◆ **GIVEN RECORDS**

//! Tracing subscriber setup.

use std::fs::{self, File};
use std::path::Path;
use std::sync::Arc;

use tracing::Level;
use tracing_subscriber::fmt::writer::MakeWriterExt;
use tracing_subscriber::prelude::*;
use tracing_subscriber::EnvFilter;

use crate::config::LoggingConfig;
use crate::error::GelrssError;
use crate::Result;

/// HTTP plumbing that only logs at warn and above unless `RUST_LOG` says otherwise.
const QUIET_TARGETS: &[&str] = &["hyper", "hyper_util", "reqwest", "rustls", "mio"];

/// Map a configured level name to a tracing level. Unknown names fall back to info.
fn parse_level(level: &str) -> Level {
    match level.trim().to_ascii_lowercase().as_str() {
        "trace" => Level::TRACE,
        "debug" => Level::DEBUG,
        "warn" | "warning" => Level::WARN,
        "error" => Level::ERROR,
        _ => Level::INFO,
    }
}

/// Filter directives for a configured level.
fn directives(level: &str) -> String {
    let level = parse_level(level).to_string().to_ascii_lowercase();
    std::iter::once(level)
        .chain(QUIET_TARGETS.iter().map(|target| format!("{target}=warn")))
        .collect::<Vec<_>>()
        .join(",")
}

/// `RUST_LOG` when set and valid, otherwise the configured level.
fn build_filter(level: &str) -> EnvFilter {
    match std::env::var(EnvFilter::DEFAULT_ENV) {
        Ok(filter) if !filter.trim().is_empty() => {
            EnvFilter::try_new(&filter).unwrap_or_else(|_| EnvFilter::new(directives(level)))
        }
        _ => EnvFilter::new(directives(level)),
    }
}

/// Install the global subscriber.
///
/// Events always go to stdout; when `config.file` is set they are also
/// appended to that file, whose parent directory is created if needed.
pub fn init(config: &LoggingConfig) -> Result<()> {
    let Some(file) = config.file.as_deref() else {
        init_console_only(&config.level);
        return Ok(());
    };

    if let Some(parent) = Path::new(file).parent() {
        if !parent.as_os_str().is_empty() && !parent.exists() {
            fs::create_dir_all(parent)?;
        }
    }
    let log_file = Arc::new(File::options().create(true).append(true).open(file)?);

    tracing_subscriber::registry()
        .with(
            tracing_subscriber::fmt::layer()
                .with_writer(std::io::stdout.and(log_file))
                .with_ansi(false),
        )
        .with(build_filter(&config.level))
        .try_init()
        .map_err(|e| GelrssError::Config(format!("failed to install logger: {e}")))
}

/// Install a stdout-only subscriber. Does nothing if one is already installed.
pub fn init_console_only(level: &str) {
    let _ = tracing_subscriber::registry()
        .with(tracing_subscriber::fmt::layer().with_writer(std::io::stdout))
        .with(build_filter(level))
        .try_init();
}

◆ **ASSIGNMENT**
Each of the records shown above needs to be repeated exactly.

◆ **EXERCISE RESPONSE**
//! Tracing subscriber setup.

use std::fs::{self, File};
use std::path::Path;
use std::sync::Arc;

use tracing::Level;
use tracing_subscriber::fmt::writer::MakeWriterExt;
use tracing_subscriber::prelude::*;
use tracing_subscriber::EnvFilter;

use crate::config::LoggingConfig;
use crate::error::GelrssError;
use crate::Result;

/// HTTP plumbing that only logs at warn and above unless `RUST_LOG` says otherwise.
const QUIET_TARGETS: &[&str] = &["hyper", "hyper_util", "reqwest", "rustls", "mio"];

/// Map a configured level name to a tracing level. Unknown names fall back to info.
fn parse_level(level: &str) -> Level {
    match level.trim().to_ascii_lowercase().as_str() {
        "trace" => Level::TRACE,
        "debug" => Level::DEBUG,
        "warn" | "warning" => Level::WARN,
        "error" => Level::ERROR,
        _ => Level::INFO,
    }
}

/// Filter directives for a configured level.
fn directives(level: &str) -> String {
    let level = parse_level(level).to_string().to_ascii_lowercase();
    std::iter::once(level)
        .chain(QUIET_TARGETS.iter().map(|target| format!("{target}=warn")))
        .collect::<Vec<_>>()
        .join(",")
}

/// `RUST_LOG` when set and valid, otherwise the configured level.
fn build_filter(level: &str) -> EnvFilter {
    match std::env::var(EnvFilter::DEFAULT_ENV) {
        Ok(filter) if !filter.trim().is_empty() => {
            EnvFilter::try_new(&filter).unwrap_or_else(|_| EnvFilter::new(directives(level)))
        }
        _ => EnvFilter::new(directives(level)),
    }
}

/// Install the global subscriber.
///
/// Events always go to stdout; when `config.file` is set they are also
/// appended to that file, whose parent directory is created if needed.
pub fn init(config: &LoggingConfig) -> Result<()> {
    let Some(file) = config.file.as_deref() else {
        init_console_only(&config.level);
        return Ok(());
    };

    if let Some(parent) = Path::new(file).parent() {
        if !parent.as_os_str().is_empty() && !parent.exists() {
            fs::create_dir_all(parent)?;
        }
    }
    let log_file = Arc::new(File::options().create(true).append(true).open(file)?);

    tracing_subscriber::registry()
        .with(
            tracing_subscriber::fmt::layer()
                .with_writer(std::io::stdout.and(log_file))
                .with_ansi(false),
        )
        .with(build_filter(&config.level))
        .try_init()
        .map_err(|e| GelrssError::Config(format!("failed to install logger: {e}")))
}

/// Install a stdout-only subscriber. Does nothing if one is already installed.
pub fn init_console_only(level: &str) {
    let _ = tracing_subscriber::registry()
        .with(tracing_subscriber::fmt::layer().with_writer(std::io::stdout))
        .with(build_filter(level))
        .try_init();
}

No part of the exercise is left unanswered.